Hungry for sleep? Foods that make you snooze

May 24, 2011 by
Snoozing

Snoozing

Most everyone knows the cliché about a big turkey dinner making you sleepy.  The science behind the myth involves tryptophan, an amino acid that helps produce serotonin & melatonin, both naturally occurring hormones that contribute to prepping the body for sleep.  While the myth of the tryptophan-laden turkey has been debunked (it’s suspected that most people feel tired after their big Thanksgiving dinner more due to all of the carbohydrate-rich foods & accompanying alcohol than the turkey itself), there is credibility to the thought that many foods help you get your snooze on.

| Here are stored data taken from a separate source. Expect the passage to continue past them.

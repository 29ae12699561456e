//! GeoIP Middleware Adapter
//!
//! Tower layer that enriches every request with geolocation data before
//! handing it to the next service in the stack.

use crate::application::GeoEnrichmentService;
use axum::extract::connect_info::{ConnectInfo, MockConnectInfo};
use axum::http::{HeaderMap, Request, Response};
use std::future::Future;
use std::net::SocketAddr;
use std::pin::Pin;
use std::sync::Arc;
use std::task::{Context, Poll};
use tower::{Layer, Service};

/// Raw remote address of a connection, as `host:port`.
///
/// Hosts that do not use axum's `ConnectInfo` can insert this into the
/// request extensions instead. It takes precedence over `ConnectInfo`.
#[derive(Debug, Clone, PartialEq, Eq)]
pub struct RemoteAddr(pub String);

/// Layer that wraps services with [`GeoIpService`].
#[derive(Clone)]
pub struct GeoIpLayer {
    service: Arc<GeoEnrichmentService>,
}

impl GeoIpLayer {
    pub fn new(service: Arc<GeoEnrichmentService>) -> Self {
        Self { service }
    }
}

impl<S> Layer<S> for GeoIpLayer {
    type Service = GeoIpService<S>;

    fn layer(&self, inner: S) -> Self::Service {
        GeoIpService {
            inner,
            service: self.service.clone(),
        }
    }
}

/// Middleware service.
///
/// For each request it:
/// 1. Resolves the client IP and looks it up
/// 2. Attaches the resulting [`ClientGeo`](crate::domain::ClientGeo) to the request extensions
/// 3. Calls the inner service exactly once
/// 4. Appends the geo headers to the inner service's response
///
/// When the client cannot be located the request passes through untouched
/// and the response carries no geo headers. Errors from the inner service
/// are returned unchanged.
#[derive(Clone)]
pub struct GeoIpService<S> {
    inner: S,
    service: Arc<GeoEnrichmentService>,
}

type ResponseFuture<R, E> = Pin<Box<dyn Future<Output = Result<R, E>> + Send>>;

impl<S, ReqBody, ResBody> Service<Request<ReqBody>> for GeoIpService<S>
where
    S: Service<Request<ReqBody>, Response = Response<ResBody>>,
    S::Future: Send + 'static,
{
    type Response = Response<ResBody>;
    type Error = S::Error;
    type Future = ResponseFuture<Self::Response, Self::Error>;

    fn poll_ready(&mut self, cx: &mut Context<'_>) -> Poll<Result<(), Self::Error>> {
        self.inner.poll_ready(cx)
    }

    fn call(&mut self, mut req: Request<ReqBody>) -> Self::Future {
        let remote_addr = remote_addr(&req);

        let geo_headers = match self.service.enrich(remote_addr.as_deref(), req.headers()) {
            Some((geo, headers)) => {
                req.extensions_mut().insert(geo);
                headers
            }
            None => HeaderMap::new(),
        };

        let response = self.inner.call(req);

        Box::pin(async move {
            let mut response = response.await?;
            let headers = response.headers_mut();
            for (name, value) in geo_headers.iter() {
                headers.append(name.clone(), value.clone());
            }
            Ok(response)
        })
    }
}

/// Remote address of the request's connection, if the host recorded one.
fn remote_addr<B>(req: &Request<B>) -> Option<String> {
    if let Some(RemoteAddr(addr)) = req.extensions().get::<RemoteAddr>() {
        return Some(addr.clone());
    }
    if let Some(ConnectInfo(addr)) = req.extensions().get::<ConnectInfo<SocketAddr>>() {
        return Some(addr.to_string());
    }
    // Same fallback axum's ConnectInfo extractor applies.
    req.extensions()
        .get::<MockConnectInfo<SocketAddr>>()
        .map(|MockConnectInfo(addr)| addr.to_string())
}
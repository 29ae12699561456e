mod geoip_layer;

pub use geoip_layer::{GeoIpLayer, GeoIpService, RemoteAddr};
//! Client IP Resolution
//!
//! Determines which address identifies the originating client of a request.
//!
//! `X-Forwarded-For` is a client-suppliable header: unless every request
//! passes through a proxy that rewrites it, a client can put any address
//! there. Strict resolution ignores the header and uses only the
//! transport-level remote address.

use crate::domain::errors::AddressFormatError;
use axum::http::HeaderMap;
use std::net::IpAddr;

/// Forwarding header consulted in non-strict mode.
pub const FORWARDED_FOR: &str = "x-forwarded-for";

/// Separator between hops in the forwarding header.
const FORWARDED_FOR_SEPARATOR: &str = ", ";

/// Resolve the client IP for a request.
///
/// # Arguments
/// * `remote_addr` - The connection's remote address as `host:port`, if known
/// * `headers` - The request headers
/// * `strict` - Ignore `X-Forwarded-For` and use only `remote_addr`
///
/// In non-strict mode a present, non-empty `X-Forwarded-For` wins and its
/// leftmost entry is used. The candidate is parsed as an IPv4 or IPv6
/// literal.
pub fn resolve_client_ip(
    remote_addr: Option<&str>,
    headers: &HeaderMap,
    strict: bool,
) -> Result<IpAddr, AddressFormatError> {
    let candidate = match forwarded_for(headers, strict)? {
        Some(first_hop) => first_hop,
        None => {
            let remote_addr = remote_addr.ok_or(AddressFormatError::MissingRemoteAddr)?;
            split_host_port(remote_addr)?.0
        }
    };

    candidate
        .parse::<IpAddr>()
        .map_err(|_| AddressFormatError::InvalidIp(candidate.to_string()))
}

/// Leftmost `X-Forwarded-For` entry, when the header may be trusted and is
/// non-empty.
fn forwarded_for(headers: &HeaderMap, strict: bool) -> Result<Option<&str>, AddressFormatError> {
    if strict {
        return Ok(None);
    }

    let Some(value) = headers.get(FORWARDED_FOR) else {
        return Ok(None);
    };
    if value.is_empty() {
        return Ok(None);
    }

    let value = value
        .to_str()
        .map_err(|_| AddressFormatError::InvalidForwardedFor)?;

    Ok(value.split(FORWARDED_FOR_SEPARATOR).next())
}

/// Split `host:port` (or `[host]:port`) into host and port.
///
/// IPv6 hosts must be bracketed; the brackets are not part of the
/// returned host. The port may be empty.
pub fn split_host_port(addr: &str) -> Result<(&str, &str), AddressFormatError> {
    let Some(colon) = addr.rfind(':') else {
        return Err(AddressFormatError::MissingPort(addr.to_string()));
    };

    let (host, host_start, host_end) = if addr.starts_with('[') {
        let Some(close) = addr.find(']') else {
            return Err(AddressFormatError::MissingBracket(addr.to_string()));
        };

        if close + 1 == addr.len() {
            return Err(AddressFormatError::MissingPort(addr.to_string()));
        }
        if close + 1 != colon {
            return if addr.as_bytes()[close + 1] == b':' {
                Err(AddressFormatError::TooManyColons(addr.to_string()))
            } else {
                Err(AddressFormatError::MissingPort(addr.to_string()))
            };
        }

        (&addr[1..close], 1, close + 1)
    } else {
        let host = &addr[..colon];
        if host.contains(':') {
            return Err(AddressFormatError::TooManyColons(addr.to_string()));
        }
        (host, 0, 0)
    };

    if addr[host_start..].contains('[') || addr[host_end..].contains(']') {
        return Err(AddressFormatError::UnexpectedBracket(addr.to_string()));
    }

    Ok((host, &addr[colon + 1..]))
}
//! Application Layer
//!
//! Use cases that orchestrate the domain and its ports.

mod enrichment_service;

pub use enrichment_service::GeoEnrichmentService;
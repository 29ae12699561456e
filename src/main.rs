//! geoip-headers - demo server
//!
//! Composition root: loads the configuration and the MaxMind database,
//! and serves a small echo app behind the GeoIP middleware.

use axum::{extract::Extension, Router};
use geoip_headers::{load_config, ClientGeo, GeoEnrichmentService, GeoIpLayer, MaxMindGeoLookup};
use std::net::SocketAddr;
use std::sync::Arc;
use tokio::net::TcpListener;
use tower_http::trace::TraceLayer;
use tracing_subscriber::fmt::format::FmtSpan;

#[tokio::main]
async fn main() -> anyhow::Result<()> {
    // Load configuration from environment
    let cfg = load_config()?;

    // Setup logging
    let log_level = if cfg.debug {
        tracing::Level::DEBUG
    } else {
        tracing::Level::INFO
    };

    tracing_subscriber::fmt()
        .with_max_level(log_level)
        .with_span_events(FmtSpan::CLOSE)
        .init();

    let header_names = cfg.headers.parse()?;

    let lookup = MaxMindGeoLookup::from_file(&cfg.db_path).map_err(|e| {
        tracing::error!("failed to load GeoIP DB from {}: {:?}", cfg.db_path, e);
        e
    })?;
    tracing::info!(
        "GeoIP DB loaded from {} ({})",
        cfg.db_path,
        lookup.database_type()
    );

    let service = Arc::new(GeoEnrichmentService::new(
        Arc::new(lookup),
        header_names,
        cfg.trust_forwarded_for,
    ));

    if service.trusts_forwarded_for() {
        tracing::warn!("trusting X-Forwarded-For; only safe behind a proxy that rewrites it");
    }

    let app = Router::new()
        .fallback(whoami_handler)
        .layer(GeoIpLayer::new(service))
        .layer(TraceLayer::new_for_http());

    let listener = TcpListener::bind(&cfg.listen_addr).await?;
    tracing::info!("geoip-headers listening on {}", cfg.listen_addr);

    axum::serve(
        listener,
        app.into_make_service_with_connect_info::<SocketAddr>(),
    )
    .with_graceful_shutdown(shutdown_signal())
    .await?;

    tracing::info!("shutdown complete");
    Ok(())
}

async fn whoami_handler(geo: Option<Extension<ClientGeo>>) -> String {
    match geo {
        Some(Extension(geo)) => format!(
            "{} {}\n",
            geo.ip,
            geo.record.country.iso_code.as_deref().unwrap_or("-")
        ),
        None => "unknown\n".to_string(),
    }
}

async fn shutdown_signal() {
    let ctrl_c = async {
        if let Err(e) = tokio::signal::ctrl_c().await {
            tracing::error!("failed to listen for Ctrl+C: {}", e);
            std::future::pending::<()>().await;
        }
    };

    #[cfg(unix)]
    let terminate = async {
        match tokio::signal::unix::signal(tokio::signal::unix::SignalKind::terminate()) {
            Ok(mut sigterm) => {
                sigterm.recv().await;
            }
            Err(e) => {
                tracing::error!("failed to listen for SIGTERM: {}", e);
                std::future::pending::<()>().await;
            }
        }
    };

    #[cfg(not(unix))]
    let terminate = std::future::pending::<()>();

    tokio::select! {
        _ = ctrl_c => tracing::info!("received Ctrl+C, shutting down"),
        _ = terminate => tracing::info!("received SIGTERM, shutting down"),
    }
}
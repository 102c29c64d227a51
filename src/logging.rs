//! Console logger behind the `log` facade. Everything goes to stderr so stdout
//! stays reserved for command output.

use log::{Level, LevelFilter, Log, Metadata, Record};

struct ConsoleLogger;

impl Log for ConsoleLogger {
    fn enabled(&self, metadata: &Metadata) -> bool {
        metadata.level() <= log::max_level()
    }

    fn log(&self, record: &Record) {
        if !self.enabled(record.metadata()) {
            return;
        }
        let level = match record.level() {
            Level::Error => "ERROR",
            Level::Warn => "WARN",
            Level::Info => "INFO",
            Level::Debug => "DEBUG",
            Level::Trace => "TRACE",
        };
        eprintln!("[{level}] {}: {}", record.target(), record.args());
    }

    fn flush(&self) {}
}

static LOGGER: ConsoleLogger = ConsoleLogger;

pub fn init(max_level: LevelFilter) {
    // A second call keeps the first logger and only moves the level.
    let _ = log::set_logger(&LOGGER);
    log::set_max_level(max_level);
}
use std::sync::{Arc, Mutex};

use anyhow::Result;
use log::info;

use crate::platform::playback::Motor;

#[derive(Debug, Clone, Copy, Eq, PartialEq)]
pub enum MotorEvent {
    Pulse(u64),
    Stop,
}

/// Shared view of everything a [`SimulatedMotor`] was asked to do.
#[derive(Debug, Clone, Default)]
pub struct MotorEventLog {
    events: Arc<Mutex<Vec<MotorEvent>>>,
}

impl MotorEventLog {
    #[cfg(test)]
    pub fn snapshot(&self) -> Vec<MotorEvent> {
        self.events
            .lock()
            .map(|events| events.clone())
            .unwrap_or_default()
    }

    fn push(&self, event: MotorEvent) {
        if let Ok(mut events) = self.events.lock() {
            events.push(event);
        }
    }
}

/// Motor without hardware behind it; each request is logged and recorded.
pub struct SimulatedMotor {
    events: MotorEventLog,
}

impl SimulatedMotor {
    pub fn new() -> Self {
        Self {
            events: MotorEventLog::default(),
        }
    }

    #[cfg(test)]
    pub fn events(&self) -> MotorEventLog {
        self.events.clone()
    }
}

impl Default for SimulatedMotor {
    fn default() -> Self {
        Self::new()
    }
}

impl Motor for SimulatedMotor {
    fn ready(&mut self) -> Result<()> {
        Ok(())
    }

    fn pulse(&mut self, duration_ms: u64) -> Result<()> {
        info!("simulated motor on for {duration_ms} ms");
        self.events.push(MotorEvent::Pulse(duration_ms));
        Ok(())
    }

    fn stop(&mut self) -> Result<()> {
        info!("simulated motor off");
        self.events.push(MotorEvent::Stop);
        Ok(())
    }

    fn label(&self) -> &'static str {
        "SIMULATED"
    }
}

The trick is to combine complex-carbohydrates, like those found in unrefined starchy foods, with foods high in tryptophan.  Dr. Sears provides this explanation:

Eating carbohydrates with tryptophan-containing foods makes this calming amino acid more available to the brain. A high carbohydrate meal stimulates the release of insulin, which helps clear from the bloodstream those amino acids that compete with tryptophan, allowing more of this natural sleep-inducing amino acid to enter the brain and manufacture sleep- inducing substances, such as serotonin and melatonin.

So what do you eat when you want to get some shut-eye?  FoodDemocracy.com suggests these simple bedtime snacks that, when eaten approximately an hour or so prior to bed, can help you catch some z’s:

  • a glass of warm milk with honey is one of the oldest and best remedies for insomnia
  • whole-grain cereal with milk
  • hazelnuts and tofu
  • peanut butter sandwich
  • slice of whole wheat toast topped with a small slice of low-fat cheese
  • banana with 1 teaspoon of peanut butter
  • rice cake topped with a slice turkey breast

Of course, there’s a flip side to bedtime munchies.  There are most certainly things you shouldn’t eat prior to bed.  Experts recommend to limit caffeine intake (& be sure to be aware about hidden caffeine like that in chocolate or hot cocoa), stay away from spicy or fatty foods, avoid nicotine, & refrain from large meals 3 hours or less before betime.  And while alcohol might make you sleepy quickly, it’s also likely to give you less restful sleep & cause you to wake more frequently during the night.  So opt for a glass of warm milk instead of that nightcap.

By combining smart, healthy bedtime snack choices with adequate exercise at least 3 hours before bed, you’ll be sleeping like a baby in no time!